Please retype the material beneath this task exactly, starting with its first line and finishing with the line containing "params.check()?;".

--- Task input Enclosed Below ---

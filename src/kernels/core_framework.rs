//! Core framework.
//!
//! For each k from min_core + 1 up to the largest core number found in the fitted graphs,
//! the k-snapshot of a graph is its subgraph induced by vertices of core number at least k.
//! A kernel built from the factory is fitted on each snapshot and values are summed.
//! Transform uses the snapshots decided at fit.

use std::time::SystemTime;

use cpu_time::ProcessTime;
use ndarray::{Array1, Array2};
use serde::{Deserialize, Serialize};

use super::{add_assign_diag, add_assign_or_init, Kernel, KernelFactory};
use crate::error::{GraphKernelError, Result};
use crate::graph::Graph;

#[derive(Clone, Debug, Serialize, Deserialize)]
#[serde(default, deny_unknown_fields)]
pub struct CoreFrameworkParams {
    /// only cores of number strictly greater than min_core are considered
    pub min_core: i64,
}

impl Default for CoreFrameworkParams {
    fn default() -> Self {
        CoreFrameworkParams { min_core: -1 }
    }
}

impl CoreFrameworkParams {
    pub fn check(&self) -> Result<()> {
        if self.min_core < -1 {
            return Err(GraphKernelError::InvalidParameter {
                kernel: "core_framework".to_string(),
                reason: format!("min_core must be >= -1, got {}", self.min_core),
            });
        }
        Ok(())
    }
}

pub struct CoreFramework {
    min_core: i64,
    factory: KernelFactory,
    n_jobs: Option<usize>,
    /// core numbers of snapshots, decided at fit
    levels: Vec<usize>,
    kernels: Vec<Box<dyn Kernel>>,
    /// number of fitted graphs
    nb_fitted: Option<usize>,
}

impl CoreFramework {
    pub fn new(params: &CoreFrameworkParams, factory: KernelFactory) -> Result<Self> {
        params.check()?;
        Ok(CoreFramework {
            min_core: params.min_core,
            factory,
            n_jobs: None,
            levels: Vec::new(),
            kernels: Vec::new(),
            nb_fitted: None,
        })
    }

    fn check_input(graphs: &[Graph]) -> Result<Vec<Vec<usize>>> {
        if graphs.is_empty() {
            return Err(GraphKernelError::InputFormat(
                "core_framework got an empty graph collection".to_string(),
            ));
        }
        Ok(graphs.iter().map(|g| g.core_numbers()).collect())
    }

    fn fit_levels(&self, cores: &[Vec<usize>]) -> Vec<usize> {
        let max_core = cores.iter().flat_map(|c| c.iter()).copied().max().unwrap_or(0);
        let first = (self.min_core + 1).max(0) as usize;
        (first..=max_core).collect()
    }

    fn snapshot(graphs: &[Graph], cores: &[Vec<usize>], level: usize) -> Result<Vec<Graph>> {
        graphs
            .iter()
            .zip(cores.iter())
            .map(|(g, c)| {
                let kept: Vec<usize> = (0..g.nv()).filter(|v| c[*v] >= level).collect();
                g.get_subgraph(&kept)
            })
            .collect()
    }

    fn build_kernel(&self) -> Result<Box<dyn Kernel>> {
        let mut kernel = (self.factory)()?;
        if self.n_jobs.is_some() {
            kernel.set_n_jobs(self.n_jobs);
        }
        Ok(kernel)
    }
} // end of impl CoreFramework

impl Kernel for CoreFramework {
    fn fit(&mut self, graphs: &[Graph]) -> Result<()> {
        let cores = Self::check_input(graphs)?;
        let levels = self.fit_levels(&cores);
        let mut kernels = Vec::<Box<dyn Kernel>>::with_capacity(levels.len());
        for level in &levels {
            let mut kernel = self.build_kernel()?;
            kernel.fit(&Self::snapshot(graphs, &cores, *level)?)?;
            kernels.push(kernel);
        }
        log::debug!("core_framework fit, levels : {:?}", levels);
        self.levels = levels;
        self.kernels = kernels;
        self.nb_fitted = Some(graphs.len());
        Ok(())
    }

    fn fit_transform(&mut self, graphs: &[Graph]) -> Result<Array2<f64>> {
        let cpu_start = ProcessTime::now();
        let sys_start = SystemTime::now();
        let cores = Self::check_input(graphs)?;
        let levels = self.fit_levels(&cores);
        let mut kernels = Vec::<Box<dyn Kernel>>::with_capacity(levels.len());
        let mut km: Option<Array2<f64>> = None;
        for level in &levels {
            let mut kernel = self.build_kernel()?;
            add_assign_or_init(&mut km, kernel.fit_transform(&Self::snapshot(graphs, &cores, *level)?)?);
            kernels.push(kernel);
        }
        log::info!(
            "core_framework fit_transform, levels {:?}, sys time(ms) {} cpu time(ms) {}",
            levels,
            sys_start.elapsed().unwrap_or_default().as_millis(),
            cpu_start.elapsed().as_millis()
        );
        self.levels = levels;
        self.kernels = kernels;
        self.nb_fitted = Some(graphs.len());
        // no level when min_core is above all core numbers
        Ok(km.unwrap_or_else(|| Array2::zeros((graphs.len(), graphs.len()))))
    }

    fn transform(&mut self, graphs: &[Graph]) -> Result<Array2<f64>> {
        let nb_fitted = self
            .nb_fitted
            .ok_or_else(|| GraphKernelError::NotFitted("core_framework".to_string()))?;
        let cores = Self::check_input(graphs)?;
        let mut km: Option<Array2<f64>> = None;
        for (kernel, level) in self.kernels.iter_mut().zip(self.levels.iter()) {
            add_assign_or_init(&mut km, kernel.transform(&Self::snapshot(graphs, &cores, *level)?)?);
        }
        Ok(km.unwrap_or_else(|| Array2::zeros((graphs.len(), nb_fitted))))
    }

    fn diagonal(&self) -> Result<(Array1<f64>, Option<Array1<f64>>)> {
        let nb_fitted = self
            .nb_fitted
            .ok_or_else(|| GraphKernelError::NotFitted("core_framework".to_string()))?;
        if self.kernels.is_empty() {
            return Ok((Array1::zeros(nb_fitted), None));
        }
        let mut x_diag: Option<Array1<f64>> = None;
        let mut y_diag: Option<Array1<f64>> = None;
        let mut all_y = true;
        for kernel in &self.kernels {
            let (x, y) = kernel.diagonal()?;
            add_assign_diag(&mut x_diag, x);
            match y {
                Some(y) => add_assign_diag(&mut y_diag, y),
                None => all_y = false,
            }
        }
        let x_diag = x_diag.ok_or_else(|| GraphKernelError::NotFitted("core_framework".to_string()))?;
        Ok((x_diag, if all_y { y_diag } else { None }))
    }

    fn name(&self) -> &str {
        "core_framework"
    }

    /// applies to fitted snapshot kernels and to the ones built later
    fn set_n_jobs(&mut self, n_jobs: Option<usize>) {
        self.n_jobs = n_jobs;
        for kernel in self.kernels.iter_mut() {
            kernel.set_n_jobs(n_jobs);
        }
    }
} // end of impl Kernel for CoreFramework

#[cfg(test)]
mod tests {
    use super::*;
    use crate::graph::GraphInput;
    use crate::kernels::make_factory;
    use crate::kernels::vertex_histogram::VertexHistogram;

    fn log_init_test() {
        let _ = env_logger::builder().is_test(true).try_init();
    }

    fn vh_factory() -> KernelFactory {
        make_factory(|| Ok(Box::new(VertexHistogram::kernel(None))))
    }

    fn undirected(edges: &[(i64, i64)]) -> Graph {
        let all: Vec<(i64, i64)> = edges.iter().flat_map(|(u, v)| [(*u, *v), (*v, *u)]).collect();
        Graph::try_from(GraphInput::edges(all)).unwrap()
    }

    #[test]
    fn core_levels_sum() {
        log_init_test();
        // triangle with tail : cores 2,2,2,1,1 ; path : cores 1,1,1
        let g1 = undirected(&[(0, 1), (1, 2), (2, 0), (2, 3), (3, 4)]);
        let g2 = undirected(&[(0, 1), (1, 2)]);
        let mut kernel = CoreFramework::new(&CoreFrameworkParams::default(), vh_factory()).unwrap();
        let km = kernel.fit_transform(&[g1.clone(), g2.clone()]).unwrap();
        assert_eq!(kernel.levels, vec![0, 1, 2]);
        // vertex counts products : level 0 and 1 keep all vertices, level 2 keeps the triangle of g1
        assert_eq!(km[[0, 0]], 25. + 25. + 9.);
        assert_eq!(km[[0, 1]], 15. + 15.);
        assert_eq!(km[[1, 1]], 9. + 9.);
        //
        let km_t = kernel.transform(&[g2]).unwrap();
        assert_eq!(km_t[[0, 0]], 30.);
        assert_eq!(km_t[[0, 1]], 18.);
    }

    #[test]
    fn min_core_skips_levels() {
        let g1 = undirected(&[(0, 1), (1, 2), (2, 0), (2, 3), (3, 4)]);
        let mut kernel = CoreFramework::new(&CoreFrameworkParams { min_core: 1 }, vh_factory()).unwrap();
        let km = kernel.fit_transform(&[g1]).unwrap();
        assert_eq!(km[[0, 0]], 9.);
        // no level above the largest core number
        let g2 = undirected(&[(0, 1), (1, 2)]);
        let mut kernel = CoreFramework::new(&CoreFrameworkParams { min_core: 4 }, vh_factory()).unwrap();
        assert_eq!(kernel.fit_transform(&[g2.clone()]).unwrap()[[0, 0]], 0.);
        assert_eq!(kernel.transform(&[g2]).unwrap().dim(), (1, 1));
        assert!(CoreFramework::new(&CoreFrameworkParams { min_core: -3 }, vh_factory()).is_err());
    }
}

--- End of Enclosed Task input ---

**The completed task:**
filename src/kernels/core_framework.rs
//! Core framework.
//!
//! For each k from min_core + 1 up to the largest core number found in the fitted graphs,
//! the k-snapshot of a graph is its subgraph induced by vertices of core number at least k.
//! A kernel built from the factory is fitted on each snapshot and values are summed.
//! Transform uses the snapshots decided at fit.

use std::time::SystemTime;

use cpu_time::ProcessTime;
use ndarray::{Array1, Array2};
use serde::{Deserialize, Serialize};

use super::{add_assign_diag, add_assign_or_init, Kernel, KernelFactory};
use crate::error::{GraphKernelError, Result};
use crate::graph::Graph;

#[derive(Clone, Debug, Serialize, Deserialize)]
#[serde(default, deny_unknown_fields)]
pub struct CoreFrameworkParams {
    /// only cores of number strictly greater than min_core are considered
    pub min_core: i64,
}

impl Default for CoreFrameworkParams {
    fn default() -> Self {
        CoreFrameworkParams { min_core: -1 }
    }
}

impl CoreFrameworkParams {
    pub fn check(&self) -> Result<()> {
        if self.min_core < -1 {
            return Err(GraphKernelError::InvalidParameter {
                kernel: "core_framework".to_string(),
                reason: format!("min_core must be >= -1, got {}", self.min_core),
            });
        }
        Ok(())
    }
}

pub struct CoreFramework {
    min_core: i64,
    factory: KernelFactory,
    n_jobs: Option<usize>,
    /// core numbers of snapshots, decided at fit
    levels: Vec<usize>,
    kernels: Vec<Box<dyn Kernel>>,
    /// number of fitted graphs
    nb_fitted: Option<usize>,
}

impl CoreFramework {
    pub fn new(params: &CoreFrameworkParams, factory: KernelFactory) -> Result<Self> {
        params.check()?;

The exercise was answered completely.